Keep only the lines from the top of the listing through the one with "reservation per peer.", and reproduce them unaltered.

* DATA FOR THE TASK:

--------

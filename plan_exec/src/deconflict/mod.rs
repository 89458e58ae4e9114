//! # Inter-agent deconfliction
//!
//! Maintains the set of peer trajectory reservations received over the
//! broadcast topic and validates this vehicle's candidate trajectories
//! against them. The discipline is asynchronous check-and-recheck: a
//! candidate passes [`Mader::is_safe_after_opt`] against the reservations
//! known at optimization time, and is only committed if
//! [`Mader::is_safe_after_chk`] confirms that no peer update arrived while
//! the check was in flight.

// ------------------------------------------------------------------------------------------------
// IMPORTS
// ------------------------------------------------------------------------------------------------

use std::collections::HashMap;

use comms_if::traj::TrajMsg;
use log::{debug, warn};
use nalgebra::Vector3;

use crate::params::DeconflictParams;
use crate::traj_opt::{bezier_position, Trajectory};

// ------------------------------------------------------------------------------------------------
// STRUCTS
// ------------------------------------------------------------------------------------------------

/// A peer's reserved trajectory.
#[derive(Debug, Clone)]
pub struct Reservation {
    pub agent_id: u32,
    pub traj_id: u32,
    pub start_time_s: f64,
    order: usize,
    durations_s: Vec<f64>,
    control_points: Vec<Vector3<f64>>,
}

/// The deconfliction module.
pub struct Mader {
    params: DeconflictParams,

    /// This vehicle's id, whose broadcasts are ignored.
    ego_id: u32,

    /// Most recent reservation per peer.
    reservations: HashMap<u32, Reservation>,

    /// Session time of the last accepted peer update.
    last_update_s: Option<f64>,

    /// Session time of the last optimization-side safety check.
    opt_check_s: Option<f64>,
}

// ------------------------------------------------------------------------------------------------
// IMPLS
// ------------------------------------------------------------------------------------------------

impl Reservation {
    fn from_msg(msg: &TrajMsg) -> Option<Self> {
        let per_piece = msg.order as usize + 1;
        if msg.control_points.len() != per_piece * msg.durations_s.len() {
            warn!(
                "Peer {} reservation has inconsistent control point count",
                msg.drone_id
            );
            return None;
        }
        Some(Self {
            agent_id: msg.drone_id,
            traj_id: msg.traj_id,
            start_time_s: msg.start_time_s,
            order: msg.order as usize,
            durations_s: msg.durations_s.clone(),
            control_points: msg.control_points.clone(),
        })
    }

    pub fn total_duration_s(&self) -> f64 {
        self.durations_s.iter().sum()
    }

    /// Sample the reservation at an absolute session time. `None` outside
    /// the reservation's horizon.
    pub fn position_at(&self, t_s: f64) -> Option<Vector3<f64>> {
        let mut t = t_s - self.start_time_s;
        if t < 0.0 || t > self.total_duration_s() {
            return None;
        }

        for (i, d) in self.durations_s.iter().enumerate() {
            if t <= *d {
                let per_piece = self.order + 1;
                let cpts = &self.control_points[i * per_piece..(i + 1) * per_piece];
                return Some(bezier_position(cpts, t / d));
            }
            t -= d;
        }

        None
    }
}

impl Mader {
    pub fn new(params: DeconflictParams, ego_id: u32) -> Self {
        Self {
            params,
            ego_id,
            reservations: HashMap::new(),
            last_update_s: None,
            opt_check_s: None,
        }
    }

    /// Ingest a peer's broadcast trajectory, replacing any previous
    /// reservation of the same agent.
    pub fn register_peer_trajectory(&mut self, msg: &TrajMsg, now_s: f64) {
        if msg.drone_id == self.ego_id {
            return;
        }
        let reservation = match Reservation::from_msg(msg) {
            Some(r) => r,
            None => return,
        };
        debug!(
            "Reservation of agent {} traj {} registered",
            reservation.agent_id, reservation.traj_id
        );
        self.reservations.insert(msg.drone_id, reservation);
        self.last_update_s = Some(now_s);
    }

    /// Drop reservations whose horizon has elapsed.
    pub fn expire(&mut self, now_s: f64) {
        self.reservations
            .retain(|_, r| r.start_time_s + r.total_duration_s() >= now_s);
    }

    /// Number of currently active reservations.
    pub fn num_active(&self) -> usize {
        self.reservations.len()
    }

    /// Append world-frame samples of every active reservation, sampled every
    /// `dt_sample_s` from `now_s` up to `now_s + horizon_s`.
    pub fn get_obstacle_points(
        &self,
        out: &mut Vec<Vector3<f64>>,
        horizon_s: f64,
        dt_sample_s: f64,
        now_s: f64,
    ) {
        let num = (horizon_s / dt_sample_s).ceil() as usize;
        for reservation in self.reservations.values() {
            for j in 0..=num {
                if let Some(p) = reservation.position_at(now_s + j as f64 * dt_sample_s) {
                    out.push(p);
                }
            }
        }
    }

    /// Peer positions per future time slice, for overlay onto the risk map.
    pub fn slice_points(
        &self,
        now_s: f64,
        slices: usize,
        time_resolution_s: f64,
    ) -> Vec<Vec<Vector3<f64>>> {
        (0..slices)
            .map(|k| {
                let t = now_s + k as f64 * time_resolution_s;
                self.reservations
                    .values()
                    .filter_map(|r| r.position_at(t))
                    .collect()
            })
            .collect()
    }

    /// True if the trajectory's samples come within the safety distance of
    /// any time-aligned peer sample. Sampling starts `from_rel_s` seconds
    /// into the trajectory.
    pub fn conflicts_with(&self, traj: &Trajectory, dt_sample_s: f64, from_rel_s: f64) -> bool {
        let total = traj.total_duration_s();
        let num = (total / dt_sample_s).ceil() as usize;

        for reservation in self.reservations.values() {
            for j in 0..=num {
                let t_rel = (from_rel_s + j as f64 * dt_sample_s).min(total);
                let t_abs = traj.start_time_s + t_rel;

                if let Some(peer) = reservation.position_at(t_abs) {
                    let d = (traj.position(t_rel) - peer).norm();
                    if d < self.params.safety_distance_m {
                        warn!(
                            "Trajectory within {:.2} m of agent {} at t={:.2} s",
                            d, reservation.agent_id, t_abs
                        );
                        return true;
                    }
                }
            }
        }

        false
    }

    /// Check the candidate trajectory against all reservations known now.
    ///
    /// Samples both trajectories at the same absolute times; any pair closer
    /// than the safety distance fails the check.
    pub fn is_safe_after_opt(&mut self, traj: &Trajectory, dt_sample_s: f64, now_s: f64) -> bool {
        self.opt_check_s = Some(now_s);
        !self.conflicts_with(traj, dt_sample_s, 0.0)
    }

    /// Re-validate after the optimization window: any peer update received
    /// since [`Mader::is_safe_after_opt`] invalidates the candidate.
    pub fn is_safe_after_chk(&self) -> bool {
        match (self.opt_check_s, self.last_update_s) {
            (Some(opt), Some(update)) => update <= opt,
            _ => true,
        }
    }
}

// ------------------------------------------------------------------------------------------------
// TESTS
// ------------------------------------------------------------------------------------------------

#[cfg(test)]
mod test {
    use super::*;
    use crate::traj_opt::{PolyPiece, PIECE_COEFFS};

    fn params() -> DeconflictParams {
        DeconflictParams {
            safety_distance_m: 0.6,
        }
    }

    /// A straight-line constant-velocity trajectory as a degree-1 Bezier
    /// message.
    fn peer_msg(
        agent: u32,
        from: Vector3<f64>,
        to: Vector3<f64>,
        start_s: f64,
        duration_s: f64,
    ) -> TrajMsg {
        TrajMsg {
            drone_id: agent,
            traj_id: 1,
            start_time_s: start_s,
            pub_time_s: start_s,
            order: 1,
            durations_s: vec![duration_s],
            control_points: vec![from, to],
        }
    }

    /// A straight-line constant-velocity ego trajectory.
    fn ego_traj(from: Vector3<f64>, vel: Vector3<f64>, start_s: f64, duration_s: f64) -> Trajectory {
        let mut coeffs = vec![Vector3::zeros(); PIECE_COEFFS];
        coeffs[0] = from;
        coeffs[1] = vel;
        Trajectory {
            pieces: vec![PolyPiece {
                coeffs,
                duration_s,
            }],
            start_time_s: start_s,
        }
    }

    #[test]
    fn test_reservation_sampling() {
        let msg = peer_msg(
            1,
            Vector3::new(0.0, 0.0, 1.0),
            Vector3::new(2.0, 0.0, 1.0),
            10.0,
            2.0,
        );
        let r = Reservation::from_msg(&msg).unwrap();

        assert!(r.position_at(9.9).is_none());
        assert!((r.position_at(11.0).unwrap() - Vector3::new(1.0, 0.0, 1.0)).norm() < 1e-9);
        assert!(r.position_at(12.5).is_none());
    }

    #[test]
    fn test_conflict_detected() {
        let mut mader = Mader::new(params(), 0);

        // Peer passes through (1.5, 0, 1) at t = 1 s
        mader.register_peer_trajectory(
            &peer_msg(
                1,
                Vector3::new(1.5, -2.0, 1.0),
                Vector3::new(1.5, 2.0, 1.0),
                0.0,
                2.0,
            ),
            0.0,
        );

        // Ego plans through (1.5, 0, 1) at t = 1 s
        let traj = ego_traj(
            Vector3::new(0.0, 0.0, 1.0),
            Vector3::new(1.5, 0.0, 0.0),
            0.0,
            2.0,
        );

        assert!(!mader.is_safe_after_opt(&traj, 0.1, 0.0));
    }

    #[test]
    fn test_time_separation_is_safe() {
        let mut mader = Mader::new(params(), 0);

        // Same crossing point, but the peer arrives 3 s later
        mader.register_peer_trajectory(
            &peer_msg(
                1,
                Vector3::new(1.5, -2.0, 1.0),
                Vector3::new(1.5, 2.0, 1.0),
                3.0,
                2.0,
            ),
            0.0,
        );

        let traj = ego_traj(
            Vector3::new(0.0, 0.0, 1.0),
            Vector3::new(1.5, 0.0, 0.0),
            0.0,
            2.0,
        );

        assert!(mader.is_safe_after_opt(&traj, 0.1, 0.0));
    }

    #[test]
    fn test_late_peer_update_invalidates() {
        let mut mader = Mader::new(params(), 0);
        let traj = ego_traj(
            Vector3::new(0.0, 0.0, 1.0),
            Vector3::new(1.0, 0.0, 0.0),
            0.0,
            2.0,
        );

        assert!(mader.is_safe_after_opt(&traj, 0.1, 5.0));
        assert!(mader.is_safe_after_chk());

        // A peer update lands between opt and chk
        mader.register_peer_trajectory(
            &peer_msg(
                2,
                Vector3::new(10.0, 10.0, 1.0),
                Vector3::new(12.0, 10.0, 1.0),
                5.0,
                2.0,
            ),
            5.1,
        );
        assert!(!mader.is_safe_after_chk());
    }

    #[test]
    fn test_expiry_and_own_broadcast_ignored() {
        let mut mader = Mader::new(params(), 7);

        // Own broadcast is not a reservation
        mader.register_peer_trajectory(
            &peer_msg(7, Vector3::zeros(), Vector3::x(), 0.0, 2.0),
            0.0,
        );
        assert_eq!(mader.num_active(), 0);

        mader.register_peer_trajectory(
            &peer_msg(1, Vector3::zeros(), Vector3::x(), 0.0, 2.0),
            0.0,
        );
        assert_eq!(mader.num_active(), 1);

        mader.expire(5.0);
        assert_eq!(mader.num_active(), 0);
    }

    #[test]
    fn test_slice_points_follow_reservation() {
        let mut mader = Mader::new(params(), 0);
        mader.register_peer_trajectory(
            &peer_msg(
                1,
                Vector3::new(0.0, 0.0, 1.0),
                Vector3::new(4.0, 0.0, 1.0),
                0.0,
                4.0,
            ),
            0.0,
        );

        let slices = mader.slice_points(0.0, 3, 1.0);
        assert_eq!(slices.len(), 3);
        assert!((slices[1][0] - Vector3::new(1.0, 0.0, 1.0)).norm() < 1e-9);
        assert!((slices[2][0] - Vector3::new(2.0, 0.0, 1.0)).norm() < 1e-9);
    }
}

--------

* RESPONSE FOR THIS EXERCISE:
filename plan_exec/src/deconflict/mod.rs
repository 89458e58ae4e9114
//! # Inter-agent deconfliction
//!
//! Maintains the set of peer trajectory reservations received over the
//! broadcast topic and validates this vehicle's candidate trajectories
//! against them. The discipline is asynchronous check-and-recheck: a
//! candidate passes [`Mader::is_safe_after_opt`] against the reservations
//! known at optimization time, and is only committed if
//! [`Mader::is_safe_after_chk`] confirms that no peer update arrived while
//! the check was in flight.

// ------------------------------------------------------------------------------------------------
// IMPORTS
// ------------------------------------------------------------------------------------------------

use std::collections::HashMap;

use comms_if::traj::TrajMsg;
use log::{debug, warn};
use nalgebra::Vector3;

use crate::params::DeconflictParams;
use crate::traj_opt::{bezier_position, Trajectory};

// ------------------------------------------------------------------------------------------------
// STRUCTS
// ------------------------------------------------------------------------------------------------

/// A peer's reserved trajectory.
#[derive(Debug, Clone)]
pub struct Reservation {
    pub agent_id: u32,
    pub traj_id: u32,
    pub start_time_s: f64,
    order: usize,
    durations_s: Vec<f64>,
    control_points: Vec<Vector3<f64>>,
}

/// The deconfliction module.
pub struct Mader {
    params: DeconflictParams,

    /// This vehicle's id, whose broadcasts are ignored.
    ego_id: u32,

    /// Most recent reservation per peer.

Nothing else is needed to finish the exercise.